Armed services accept gay recruits -- with a caveat

High-level Defense Department directive was sent to recruiting officials Friday, but recruits must be informed that moratorium could be reversed at any time.

Gays and lesbians can now apply to join the military without hiding their sexual orientation, Pentagon officials confirmed Tuesday.

The high-level Defense Department directive was sent to recruiting officials Friday, effectively halting the military's "don't ask, don't tell" policy of banning gays and lesbians from serving openly, said Cynthia Smith, a Pentagon spokeswoman.

But, she said, military recruiters were told to inform their prospects that the moratorium could be reversed at any time.

Defense officials said last week that they would abide by the order of U.S. District Court Judge Virginia Phillips, who ruled that the 1993 law barring homosexual men and women from serving openly in the military was unconstitutional because it violated the First and Fifth amendments.

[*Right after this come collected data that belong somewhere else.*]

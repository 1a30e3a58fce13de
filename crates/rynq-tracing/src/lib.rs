//! Tracing subscriber setup shared by rynq tools and tests.
//!
//! The `rynq` library only emits `tracing` events and spans; installing a
//! subscriber is left to the process. This crate keeps that setup in one
//! place so binaries, integration tests and benches log the same way.
//!
//! Stream workers run on threads named `rynq-<stream>`, so every preset
//! prints thread names.

use std::env;
use std::error::Error;
use std::fmt;
pub use tracing::{debug, error, info, trace, warn};

use tracing::Subscriber;
use tracing_subscriber::fmt::format::FmtSpan;
use tracing_subscriber::layer::{Layer, SubscriberExt};
use tracing_subscriber::util::SubscriberInitExt;
use tracing_subscriber::{fmt as tracing_fmt, EnvFilter, Registry};

/// Environment variable selecting a preset: `local`, `ci` or `hardware`
pub const PROFILE_ENV: &str = "RYNQ_TRACING_PROFILE";
/// Environment variable overriding the filter directives
pub const DIRECTIVES_ENV: &str = "RYNQ_TRACING_DIRECTIVES";
/// Environment variable selecting the output format
pub const FORMAT_ENV: &str = "RYNQ_TRACING_FORMAT";

/// How the subscriber should behave.
#[derive(Clone, Debug)]
pub struct TracingConfig {
    /// Filter directives (e.g. `rynq::graph=trace,info`). When absent the
    /// filter comes from `RUST_LOG`, then from [`default_directive`](Self::default_directive).
    pub directives: Option<String>,
    /// Fallback directive when neither `directives` nor `RUST_LOG` parse.
    pub default_directive: String,
    /// Print event targets (module paths).
    pub include_targets: bool,
    /// Print thread names.
    pub include_thread_names: bool,
    /// ANSI colours. Disable for collected logs.
    pub ansi: bool,
    /// Span lifecycle events to emit.
    pub span_events: FmtSpan,
    pub output: TracingOutput,
}

impl Default for TracingConfig {
    fn default() -> Self {
        Self::for_local()
    }
}

impl TracingConfig {
    /// Pretty, coloured output for a terminal.
    pub fn for_local() -> Self {
        Self {
            directives: None,
            default_directive: "info".to_string(),
            include_targets: true,
            include_thread_names: true,
            ansi: true,
            span_events: FmtSpan::NONE,
            output: TracingOutput::Pretty,
        }
    }

    /// JSON lines without colour for CI and log collection.
    pub fn for_ci() -> Self {
        Self {
            ansi: false,
            output: TracingOutput::Json,
            ..Self::for_local()
        }
    }

    /// Bring-up on real hardware.
    ///
    /// Debug events from every rynq module, trace events from the stream
    /// worker, and a close event with timing for every instrumented
    /// register access and transfer.
    pub fn for_hardware() -> Self {
        Self {
            directives: Some("rynq=debug,rynq::graph=trace".to_string()),
            ansi: false,
            span_events: FmtSpan::CLOSE,
            output: TracingOutput::Compact,
            ..Self::for_local()
        }
    }

    /// Build a configuration from the environment.
    ///
    /// # Environment Variables
    ///
    /// - `RYNQ_TRACING_PROFILE` - preset: `local` (default), `ci` or `hardware`
    /// - `RYNQ_TRACING_DIRECTIVES` - overrides the filter directives
    /// - `RYNQ_TRACING_FORMAT` - `pretty`, `compact` or `json`
    pub fn from_env() -> Self {
        let profile = env::var(PROFILE_ENV)
            .unwrap_or_else(|_| "local".to_string())
            .to_ascii_lowercase();

        let mut config = match profile.as_str() {
            "ci" => Self::for_ci(),
            "hardware" => Self::for_hardware(),
            _ => Self::for_local(),
        };

        if let Ok(directives) = env::var(DIRECTIVES_ENV) {
            if !directives.trim().is_empty() {
                config.directives = Some(directives);
            }
        }

        if let Ok(format) = env::var(FORMAT_ENV) {
            if let Some(parsed) = TracingOutput::from_env_value(&format) {
                config.output = parsed;
                if matches!(config.output, TracingOutput::Json) {
                    config.ansi = false;
                }
            }
        }

        config
    }

    fn resolve_filter(&self) -> Result<EnvFilter, TracingSetupError> {
        if let Some(directives) = &self.directives {
            EnvFilter::try_new(directives).map_err(|err| TracingSetupError::InvalidFilter(err.to_string()))
        } else {
            match EnvFilter::try_from_default_env() {
                Ok(filter) => Ok(filter),
                Err(_) => Ok(EnvFilter::new(self.default_directive.clone())),
            }
        }
    }
}

/// Output format of the formatter layer.
#[derive(Clone, Debug, PartialEq, Eq)]
pub enum TracingOutput {
    Compact,
    Pretty,
    Json,
}

impl TracingOutput {
    fn from_env_value(value: &str) -> Option<Self> {
        match value.trim().to_ascii_lowercase().as_str() {
            "compact" => Some(Self::Compact),
            "pretty" => Some(Self::Pretty),
            "json" => Some(Self::Json),
            _ => None,
        }
    }
}

/// Errors surfaced while installing a subscriber.
#[derive(Debug)]
pub enum TracingSetupError {
    /// The directive string could not be parsed.
    InvalidFilter(String),
    /// A global subscriber is already installed.
    SubscriberInit(tracing_subscriber::util::TryInitError),
}

impl fmt::Display for TracingSetupError {
    fn fmt(&self, f: &mut fmt::Formatter<'_>) -> fmt::Result {
        match self {
            TracingSetupError::InvalidFilter(msg) => {
                write!(f, "invalid tracing directive: {msg}")
            }
            TracingSetupError::SubscriberInit(err) => {
                write!(f, "failed to install global tracing subscriber: {err}")
            }
        }
    }
}

impl Error for TracingSetupError {
    fn source(&self) -> Option<&(dyn Error + 'static)> {
        match self {
            TracingSetupError::SubscriberInit(err) => Some(err),
            _ => None,
        }
    }
}

/// Build a subscriber from `config` without installing it.
pub fn build_subscriber(config: &TracingConfig) -> Result<impl Subscriber + Send + Sync, TracingSetupError> {
    let filter = config.resolve_filter()?;
    Ok(Registry::default().with(fmt_layer(config, false)).with(filter))
}

fn fmt_layer(config: &TracingConfig, test_writer: bool) -> Box<dyn Layer<Registry> + Send + Sync> {
    let layer = tracing_fmt::layer()
        .with_target(config.include_targets)
        .with_thread_names(config.include_thread_names)
        .with_span_events(config.span_events.clone());

    match (&config.output, test_writer) {
        (TracingOutput::Json, false) => Box::new(layer.json().with_ansi(false)),
        (TracingOutput::Json, true) => Box::new(layer.json().with_ansi(false).with_test_writer()),
        (TracingOutput::Pretty, false) => Box::new(layer.pretty().with_ansi(config.ansi)),
        (TracingOutput::Pretty, true) => Box::new(layer.pretty().with_ansi(config.ansi).with_test_writer()),
        (TracingOutput::Compact, false) => Box::new(layer.compact().with_ansi(config.ansi)),
        (TracingOutput::Compact, true) => Box::new(layer.compact().with_ansi(config.ansi).with_test_writer()),
    }
}

/// Install the configured subscriber as the process-wide default.
pub fn init_global_tracing(config: &TracingConfig) -> Result<(), TracingSetupError> {
    build_subscriber(config)?
        .try_init()
        .map_err(TracingSetupError::SubscriberInit)
}

/// Install a subscriber that writes through the test harness.
///
/// Configured from the environment like [`TracingConfig::from_env`], with
/// compact output unless a format is given. Safe to call from every test;
/// only the first call installs anything.
pub fn init_test_tracing() {
    let mut config = TracingConfig::from_env();
    if env::var(FORMAT_ENV).is_err() {
        config.output = TracingOutput::Compact;
    }
    config.ansi = false;

    let Ok(filter) = config.resolve_filter() else {
        return;
    };
    // A second install fails; the first subscriber stays in place.
    let _ = Registry::default()
        .with(fmt_layer(&config, true))
        .with(filter)
        .try_init();
}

After ruling on Oct. 12 that the department "immediately ... suspend and discontinue any investigation, discharge, separation" under the 17-year-old law, the Justice Department requested an emergency stay on the injunction while it prepared to appeal her ruling to the 9th Circuit Court of Appeals.

President Obama, who campaigned as an opponent of the policy, said he would rather see Congress, and not the courts, repeal the law. A legislative repeal could spare the military an abrupt policy change as the nation fights two wars, Obama administration officials have argued.

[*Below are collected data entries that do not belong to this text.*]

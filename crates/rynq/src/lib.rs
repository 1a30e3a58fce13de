//! # rynq - FPGA accelerator hardware abstraction
//!
//! Host-side access to accelerators in programmable logic: register I/O,
//! bulk transfers between host buffers and device memory, and deferred
//! execution of both through dependency-ordered streams.
//!
//! ## Architecture
//!
//! ```text
//! ┌──────────────────────────────────────────────────────────────────┐
//! │ Hardware (MmioPlatform | VendorPlatform)                         │
//! │   └─ factories configured by serde parameter values              │
//! ├──────────────────────┬───────────────────────┬───────────────────┤
//! │ Accelerator          │ DataMover             │ ExecutionStream   │
//! │   register I/O       │   upload / download   │   drains an       │
//! │   start / stop       │   Memory allocation   │   ExecutionGraph  │
//! ├──────────────────────┴───────────────────────┴───────────────────┤
//! │ platform: RegisterBus, WindowMapper, DeviceMemory, VendorRuntime │
//! │   /dev/mem windows on Linux, simulated devices everywhere        │
//! └──────────────────────────────────────────────────────────────────┘
//! ```
//!
//! Every operation of an accelerator or data mover can run immediately or
//! be enqueued on a graph ([`ExecutionType`]). Enqueued operations return a
//! [`NodeId`] that later operations can depend on; a stream issues nodes in
//! dependency order and reports an aggregate [`Status`].
//!
//! ## Example
//!
//! ```rust
//! use rynq::platform::{SimulatedMapper, SimulatedMemory};
//! use rynq::{AcceleratorParameters, Hardware, HardwareParameters, MmioPlatform};
//! use std::sync::Arc;
//!
//! # fn main() -> rynq::Result<()> {
//! let params = HardwareParameters::Mmio {
//!     bitstream: None,
//!     xclbin: "design.xclbin".to_string(),
//! };
//! let platform = MmioPlatform::new(
//!     &params,
//!     Arc::new(SimulatedMapper::new()),
//!     Arc::new(SimulatedMemory::new()),
//! )?;
//!
//! let accel = platform.accelerator(&AcceleratorParameters::mmio(0xA000_0000))?;
//! accel.write_value(0x10, 0xABu32)?;
//! assert_eq!(accel.read_value::<u32>(0x10)?, 0xAB);
//! # Ok(())
//! # }
//! ```

pub mod accelerator;
pub mod config;
pub mod datamover;
pub mod error;
pub mod graph;
pub mod hardware;
pub mod memory;
pub mod platform;
pub mod status;
pub mod types;

// Re-export primary types
pub use accelerator::{Accelerator, MmioAccelerator, RegisterBackend, VendorAccelerator};
pub use config::{AcceleratorParameters, DataMoverParameters, HardwareParameters, RynqConfig, StreamParameters};
pub use datamover::{DataMover, DmaDataMover, TransferBackend, TransferDirection, VendorDataMover};
pub use error::{Error, Result};
pub use graph::{ExecutionGraph, ExecutionStream, NodeId, NodeState, Operation, RegisterBuffer, StreamState};
pub use hardware::{DeviceInfo, Hardware, MmioPlatform, VendorPlatform};
pub use memory::{Memory, PinnedMemory};
pub use status::{ErrorCategory, Status, StatusCode};
pub use types::{DeviceAddress, DeviceStatus, ExecutionType, MemoryType, StartMode, Submission, SyncType};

On Monday, Phillips said from her Riverside, Calif., courtroom that she was inclined to reject the government's application for a stay and added that she expected to issue a final ruling later Tuesday.

Phillips said that the government had failed to provide enough evidence that halting the gay ban would cause "irreparable harm" to the military.

In the wake of the injunction, the Pentagon issued some basic "guidelines" for dealing with the ruling until more permanent change comes, Col. Dave Lapan, a Pentagon spokesman, told reporters earlier today. The injunction put the military's efforts to enforce the law in "a holding pattern," he said.

Despite its commitment to honor the injunction, the Pentagon issued a memo to troops last week urging them not to change their behavior due to the uncertainty over the request for a stay of the injunction and the outcome of the Appellate Court challenge.

"We note for service members that altering their personal conduct in this legally uncertain environment may have adverse consequences for themselves should the court's decision be reversed," Defense Undersecretary Clifford Stanley said in the memo.

No problems have surfaced with the halting of the policy have been reported, Lapan said, "but it's unlikely that reports of such incidents would trickle all the way to the Pentagon."

"In the current environment [with the District Court's ruling], we don't have time to go through the processes to make sure we know the effect on housing, training, benefits [for troops]," Lapan said. "A legislative ruling ... would allow us to take steps to prepare for a legislative change, rather than an abrupt change ... without this information."